(Stored data entries)
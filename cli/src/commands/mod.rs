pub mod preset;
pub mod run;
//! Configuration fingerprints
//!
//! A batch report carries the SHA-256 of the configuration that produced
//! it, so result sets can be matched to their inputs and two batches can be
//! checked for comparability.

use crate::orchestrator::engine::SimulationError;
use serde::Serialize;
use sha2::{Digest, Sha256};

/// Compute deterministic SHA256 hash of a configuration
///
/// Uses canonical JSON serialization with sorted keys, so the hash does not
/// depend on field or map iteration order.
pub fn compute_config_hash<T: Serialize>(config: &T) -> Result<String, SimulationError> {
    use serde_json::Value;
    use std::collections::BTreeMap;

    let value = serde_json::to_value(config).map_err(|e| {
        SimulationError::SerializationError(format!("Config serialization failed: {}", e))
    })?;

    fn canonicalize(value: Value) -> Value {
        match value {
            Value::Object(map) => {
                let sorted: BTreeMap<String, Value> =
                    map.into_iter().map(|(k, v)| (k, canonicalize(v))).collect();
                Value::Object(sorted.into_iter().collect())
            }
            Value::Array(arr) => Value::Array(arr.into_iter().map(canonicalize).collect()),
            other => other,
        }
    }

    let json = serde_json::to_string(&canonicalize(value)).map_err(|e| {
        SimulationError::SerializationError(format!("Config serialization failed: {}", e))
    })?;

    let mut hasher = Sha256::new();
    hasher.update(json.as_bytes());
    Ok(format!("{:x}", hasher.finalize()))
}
* * *
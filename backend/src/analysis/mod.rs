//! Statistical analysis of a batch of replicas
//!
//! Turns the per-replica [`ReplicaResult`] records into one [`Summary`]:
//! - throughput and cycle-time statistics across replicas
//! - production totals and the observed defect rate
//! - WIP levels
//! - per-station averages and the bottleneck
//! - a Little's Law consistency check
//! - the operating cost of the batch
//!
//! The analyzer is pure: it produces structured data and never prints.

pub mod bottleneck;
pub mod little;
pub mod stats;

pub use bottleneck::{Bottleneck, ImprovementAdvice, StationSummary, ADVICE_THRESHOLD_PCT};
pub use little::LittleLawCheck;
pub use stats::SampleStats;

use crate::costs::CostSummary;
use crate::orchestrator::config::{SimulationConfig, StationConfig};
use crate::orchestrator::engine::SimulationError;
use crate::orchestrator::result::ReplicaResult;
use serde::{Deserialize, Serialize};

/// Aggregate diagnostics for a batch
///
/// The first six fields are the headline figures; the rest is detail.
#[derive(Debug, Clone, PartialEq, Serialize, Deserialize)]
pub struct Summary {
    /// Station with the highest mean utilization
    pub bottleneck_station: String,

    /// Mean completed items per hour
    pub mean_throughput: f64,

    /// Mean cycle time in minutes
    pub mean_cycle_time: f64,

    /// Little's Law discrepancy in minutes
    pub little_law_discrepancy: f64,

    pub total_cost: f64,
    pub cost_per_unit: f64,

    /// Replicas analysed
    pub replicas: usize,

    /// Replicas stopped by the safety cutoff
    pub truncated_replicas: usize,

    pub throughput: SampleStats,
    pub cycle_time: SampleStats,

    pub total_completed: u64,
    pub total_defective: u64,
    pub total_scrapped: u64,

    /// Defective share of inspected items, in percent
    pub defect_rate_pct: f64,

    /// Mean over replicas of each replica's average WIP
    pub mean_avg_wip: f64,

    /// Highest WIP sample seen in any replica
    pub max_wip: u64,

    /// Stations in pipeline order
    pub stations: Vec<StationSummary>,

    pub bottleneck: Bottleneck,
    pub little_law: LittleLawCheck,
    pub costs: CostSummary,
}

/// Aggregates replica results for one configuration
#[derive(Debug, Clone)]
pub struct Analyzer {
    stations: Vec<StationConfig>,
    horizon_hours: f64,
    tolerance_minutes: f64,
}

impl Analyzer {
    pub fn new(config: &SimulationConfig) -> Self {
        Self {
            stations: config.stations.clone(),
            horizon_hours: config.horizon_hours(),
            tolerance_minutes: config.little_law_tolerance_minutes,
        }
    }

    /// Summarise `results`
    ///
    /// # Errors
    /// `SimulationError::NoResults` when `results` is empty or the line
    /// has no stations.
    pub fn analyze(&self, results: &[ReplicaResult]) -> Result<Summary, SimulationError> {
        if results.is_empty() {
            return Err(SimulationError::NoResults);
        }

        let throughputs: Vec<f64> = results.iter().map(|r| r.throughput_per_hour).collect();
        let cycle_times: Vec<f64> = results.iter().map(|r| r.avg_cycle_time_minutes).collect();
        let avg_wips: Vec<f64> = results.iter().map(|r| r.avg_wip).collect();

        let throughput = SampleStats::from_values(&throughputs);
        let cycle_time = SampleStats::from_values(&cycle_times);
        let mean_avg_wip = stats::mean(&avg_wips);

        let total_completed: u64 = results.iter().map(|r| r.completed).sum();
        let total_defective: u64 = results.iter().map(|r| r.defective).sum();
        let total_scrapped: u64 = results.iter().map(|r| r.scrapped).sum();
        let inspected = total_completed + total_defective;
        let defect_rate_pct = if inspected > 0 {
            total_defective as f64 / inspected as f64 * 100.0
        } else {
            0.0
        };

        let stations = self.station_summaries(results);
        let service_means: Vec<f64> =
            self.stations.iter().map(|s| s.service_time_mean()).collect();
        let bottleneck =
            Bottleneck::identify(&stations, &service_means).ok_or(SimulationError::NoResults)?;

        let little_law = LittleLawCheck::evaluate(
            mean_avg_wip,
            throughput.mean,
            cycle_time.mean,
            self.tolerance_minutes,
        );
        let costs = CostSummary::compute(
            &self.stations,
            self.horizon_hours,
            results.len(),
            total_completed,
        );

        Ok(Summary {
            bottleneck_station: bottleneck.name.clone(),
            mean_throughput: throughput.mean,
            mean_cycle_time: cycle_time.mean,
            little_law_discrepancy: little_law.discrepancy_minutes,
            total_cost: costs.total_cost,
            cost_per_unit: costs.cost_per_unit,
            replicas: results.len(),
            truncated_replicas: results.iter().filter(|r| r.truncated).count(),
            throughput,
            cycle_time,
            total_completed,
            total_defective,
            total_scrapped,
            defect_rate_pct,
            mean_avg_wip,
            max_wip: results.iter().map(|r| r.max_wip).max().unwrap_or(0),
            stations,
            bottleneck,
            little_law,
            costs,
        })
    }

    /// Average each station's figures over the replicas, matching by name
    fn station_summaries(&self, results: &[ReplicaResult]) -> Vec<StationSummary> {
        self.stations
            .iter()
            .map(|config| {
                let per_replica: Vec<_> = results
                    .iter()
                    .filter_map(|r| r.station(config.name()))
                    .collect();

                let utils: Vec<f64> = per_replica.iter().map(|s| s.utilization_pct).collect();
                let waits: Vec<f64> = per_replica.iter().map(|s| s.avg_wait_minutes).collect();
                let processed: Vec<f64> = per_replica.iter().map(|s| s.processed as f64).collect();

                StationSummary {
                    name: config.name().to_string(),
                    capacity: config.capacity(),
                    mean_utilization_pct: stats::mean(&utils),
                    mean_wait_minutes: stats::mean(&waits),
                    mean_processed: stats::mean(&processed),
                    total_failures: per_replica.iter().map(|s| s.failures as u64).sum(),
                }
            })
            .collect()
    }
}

# Task requirements
If a line in the records includes the string "LittleLawCheck", copy it.

# Response
pub use little::LittleLawCheck;
    pub little_law: LittleLawCheck,
        let little_law = LittleLawCheck::evaluate(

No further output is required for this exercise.